## Task statement
Check each line of the data below for the string "Debug", then report how many lines have it and nothing else.

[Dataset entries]
* * * *
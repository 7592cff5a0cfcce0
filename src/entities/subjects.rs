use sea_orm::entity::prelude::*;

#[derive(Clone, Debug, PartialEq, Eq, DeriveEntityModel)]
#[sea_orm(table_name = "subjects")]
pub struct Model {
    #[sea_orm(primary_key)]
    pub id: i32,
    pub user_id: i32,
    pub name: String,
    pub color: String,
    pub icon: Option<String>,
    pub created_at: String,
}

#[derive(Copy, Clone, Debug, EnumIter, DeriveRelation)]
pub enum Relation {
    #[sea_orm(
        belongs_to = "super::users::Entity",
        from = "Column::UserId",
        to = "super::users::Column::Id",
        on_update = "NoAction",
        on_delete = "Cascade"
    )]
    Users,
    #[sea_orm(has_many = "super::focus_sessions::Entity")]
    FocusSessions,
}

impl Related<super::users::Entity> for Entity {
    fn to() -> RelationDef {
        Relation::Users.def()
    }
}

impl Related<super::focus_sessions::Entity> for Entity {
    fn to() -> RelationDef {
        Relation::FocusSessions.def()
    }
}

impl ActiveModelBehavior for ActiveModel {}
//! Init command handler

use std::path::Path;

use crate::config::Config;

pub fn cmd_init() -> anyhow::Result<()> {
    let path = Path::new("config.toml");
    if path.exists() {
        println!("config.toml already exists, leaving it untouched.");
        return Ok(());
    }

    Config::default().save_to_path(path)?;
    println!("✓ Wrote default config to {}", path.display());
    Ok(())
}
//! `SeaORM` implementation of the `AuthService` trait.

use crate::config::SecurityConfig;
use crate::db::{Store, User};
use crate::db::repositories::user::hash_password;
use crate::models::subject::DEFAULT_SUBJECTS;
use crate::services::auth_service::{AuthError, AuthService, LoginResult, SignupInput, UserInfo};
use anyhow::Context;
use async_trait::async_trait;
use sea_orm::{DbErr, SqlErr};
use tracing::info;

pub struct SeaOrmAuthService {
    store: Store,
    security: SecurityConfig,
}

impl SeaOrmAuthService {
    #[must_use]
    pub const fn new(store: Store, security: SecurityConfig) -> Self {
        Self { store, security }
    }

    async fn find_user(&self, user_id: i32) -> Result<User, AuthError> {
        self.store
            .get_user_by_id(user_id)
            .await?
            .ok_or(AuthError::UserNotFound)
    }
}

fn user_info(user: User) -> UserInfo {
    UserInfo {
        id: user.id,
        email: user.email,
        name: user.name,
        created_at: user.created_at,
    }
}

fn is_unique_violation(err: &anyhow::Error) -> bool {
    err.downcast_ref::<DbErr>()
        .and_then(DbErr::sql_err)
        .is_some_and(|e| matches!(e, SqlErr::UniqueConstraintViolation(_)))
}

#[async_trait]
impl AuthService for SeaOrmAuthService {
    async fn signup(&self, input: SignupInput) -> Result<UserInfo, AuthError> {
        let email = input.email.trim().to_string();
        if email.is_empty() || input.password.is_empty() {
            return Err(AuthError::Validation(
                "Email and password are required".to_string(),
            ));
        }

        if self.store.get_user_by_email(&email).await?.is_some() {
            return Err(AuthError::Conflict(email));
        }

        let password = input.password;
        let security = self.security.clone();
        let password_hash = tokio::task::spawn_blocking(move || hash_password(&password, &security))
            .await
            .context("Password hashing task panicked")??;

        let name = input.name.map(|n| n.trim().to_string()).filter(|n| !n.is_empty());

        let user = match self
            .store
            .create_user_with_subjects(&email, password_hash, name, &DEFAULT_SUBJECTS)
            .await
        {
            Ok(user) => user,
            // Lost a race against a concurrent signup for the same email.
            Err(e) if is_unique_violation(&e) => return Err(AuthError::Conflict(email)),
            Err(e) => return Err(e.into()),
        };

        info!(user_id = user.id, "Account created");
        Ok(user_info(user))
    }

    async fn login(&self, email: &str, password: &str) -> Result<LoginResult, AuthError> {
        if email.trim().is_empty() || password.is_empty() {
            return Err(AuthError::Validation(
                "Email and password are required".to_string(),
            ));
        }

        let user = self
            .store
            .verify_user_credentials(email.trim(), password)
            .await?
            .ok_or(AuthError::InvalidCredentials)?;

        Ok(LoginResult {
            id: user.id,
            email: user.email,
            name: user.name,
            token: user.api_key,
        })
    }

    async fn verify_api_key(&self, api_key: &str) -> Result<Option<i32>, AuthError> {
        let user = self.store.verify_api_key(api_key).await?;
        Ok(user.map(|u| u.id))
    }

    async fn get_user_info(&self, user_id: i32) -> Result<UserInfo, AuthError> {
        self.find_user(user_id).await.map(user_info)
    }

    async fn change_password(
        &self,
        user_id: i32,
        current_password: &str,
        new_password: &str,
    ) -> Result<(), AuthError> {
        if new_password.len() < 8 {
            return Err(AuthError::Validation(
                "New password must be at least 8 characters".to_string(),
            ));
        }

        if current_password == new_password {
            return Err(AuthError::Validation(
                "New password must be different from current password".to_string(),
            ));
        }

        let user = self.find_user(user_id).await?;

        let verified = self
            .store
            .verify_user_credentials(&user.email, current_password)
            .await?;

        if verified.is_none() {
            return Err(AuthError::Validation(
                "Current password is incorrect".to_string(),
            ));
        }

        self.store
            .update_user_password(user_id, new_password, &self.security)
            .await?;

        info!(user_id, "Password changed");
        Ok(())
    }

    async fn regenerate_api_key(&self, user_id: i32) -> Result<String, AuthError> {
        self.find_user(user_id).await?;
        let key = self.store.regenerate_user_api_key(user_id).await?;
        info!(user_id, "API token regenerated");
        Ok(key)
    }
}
* * * *
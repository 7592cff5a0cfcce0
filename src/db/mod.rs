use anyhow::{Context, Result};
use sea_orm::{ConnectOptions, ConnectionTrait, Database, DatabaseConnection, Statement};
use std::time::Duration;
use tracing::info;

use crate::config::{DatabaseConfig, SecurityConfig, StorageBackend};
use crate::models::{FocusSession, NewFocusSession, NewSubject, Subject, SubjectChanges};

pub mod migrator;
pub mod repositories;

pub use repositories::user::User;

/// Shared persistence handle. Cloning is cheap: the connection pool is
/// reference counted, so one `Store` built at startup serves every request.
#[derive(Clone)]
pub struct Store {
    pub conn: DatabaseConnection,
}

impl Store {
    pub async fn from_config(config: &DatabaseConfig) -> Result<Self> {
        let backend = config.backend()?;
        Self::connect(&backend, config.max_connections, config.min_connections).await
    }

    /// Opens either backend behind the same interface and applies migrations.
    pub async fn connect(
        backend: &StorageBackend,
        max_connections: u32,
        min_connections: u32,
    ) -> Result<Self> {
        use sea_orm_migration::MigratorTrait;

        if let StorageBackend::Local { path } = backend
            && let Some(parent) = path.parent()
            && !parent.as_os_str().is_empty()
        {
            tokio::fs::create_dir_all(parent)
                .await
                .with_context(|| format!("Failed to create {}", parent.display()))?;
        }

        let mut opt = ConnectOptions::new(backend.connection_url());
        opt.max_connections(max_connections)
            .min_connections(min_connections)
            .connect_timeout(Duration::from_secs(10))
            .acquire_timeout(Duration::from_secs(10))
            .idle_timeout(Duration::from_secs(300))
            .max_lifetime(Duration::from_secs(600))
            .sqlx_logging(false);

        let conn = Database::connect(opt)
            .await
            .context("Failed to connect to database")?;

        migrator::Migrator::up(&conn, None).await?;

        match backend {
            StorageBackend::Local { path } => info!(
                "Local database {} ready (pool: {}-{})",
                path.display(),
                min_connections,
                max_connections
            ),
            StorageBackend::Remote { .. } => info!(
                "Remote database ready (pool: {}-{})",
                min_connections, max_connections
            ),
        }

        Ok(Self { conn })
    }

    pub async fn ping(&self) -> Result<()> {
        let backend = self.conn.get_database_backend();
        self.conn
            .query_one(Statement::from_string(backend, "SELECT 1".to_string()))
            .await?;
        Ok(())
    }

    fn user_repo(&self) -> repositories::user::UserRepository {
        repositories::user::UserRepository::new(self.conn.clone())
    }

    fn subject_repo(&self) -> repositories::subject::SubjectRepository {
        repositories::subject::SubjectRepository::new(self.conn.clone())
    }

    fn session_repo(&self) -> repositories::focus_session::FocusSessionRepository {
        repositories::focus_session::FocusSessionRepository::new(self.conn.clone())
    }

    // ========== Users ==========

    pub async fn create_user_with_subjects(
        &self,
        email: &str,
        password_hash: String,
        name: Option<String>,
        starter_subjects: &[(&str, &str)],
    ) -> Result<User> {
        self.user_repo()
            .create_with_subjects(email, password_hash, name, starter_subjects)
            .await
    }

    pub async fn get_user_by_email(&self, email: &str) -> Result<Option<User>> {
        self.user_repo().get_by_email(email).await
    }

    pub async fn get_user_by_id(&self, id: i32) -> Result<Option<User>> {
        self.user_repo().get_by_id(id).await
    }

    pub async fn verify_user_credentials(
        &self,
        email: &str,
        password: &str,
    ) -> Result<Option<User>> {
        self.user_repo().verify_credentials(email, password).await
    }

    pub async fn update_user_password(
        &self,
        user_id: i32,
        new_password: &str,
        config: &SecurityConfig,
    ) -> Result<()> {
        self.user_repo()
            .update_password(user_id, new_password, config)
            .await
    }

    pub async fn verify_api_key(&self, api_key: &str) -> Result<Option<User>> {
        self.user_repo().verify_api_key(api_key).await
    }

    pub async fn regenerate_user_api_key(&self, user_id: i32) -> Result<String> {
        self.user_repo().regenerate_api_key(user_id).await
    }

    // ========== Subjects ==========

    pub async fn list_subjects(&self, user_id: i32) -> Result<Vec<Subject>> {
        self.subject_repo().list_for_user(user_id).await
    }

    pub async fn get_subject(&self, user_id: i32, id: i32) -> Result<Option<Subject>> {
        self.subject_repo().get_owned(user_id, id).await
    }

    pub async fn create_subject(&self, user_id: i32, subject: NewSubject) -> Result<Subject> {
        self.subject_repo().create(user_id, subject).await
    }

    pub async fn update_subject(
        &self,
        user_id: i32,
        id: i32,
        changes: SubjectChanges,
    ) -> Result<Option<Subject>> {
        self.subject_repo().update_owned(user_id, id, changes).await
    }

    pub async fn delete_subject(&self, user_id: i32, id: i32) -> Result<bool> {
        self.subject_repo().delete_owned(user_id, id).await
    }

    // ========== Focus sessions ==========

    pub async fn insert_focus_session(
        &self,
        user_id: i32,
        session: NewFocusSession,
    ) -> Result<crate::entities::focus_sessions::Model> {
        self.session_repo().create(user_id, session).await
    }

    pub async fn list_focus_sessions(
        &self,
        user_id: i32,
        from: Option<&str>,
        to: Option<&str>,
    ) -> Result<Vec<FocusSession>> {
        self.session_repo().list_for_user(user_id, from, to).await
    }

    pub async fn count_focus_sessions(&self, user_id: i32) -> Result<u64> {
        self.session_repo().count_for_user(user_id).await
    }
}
* * * *
## Task result
2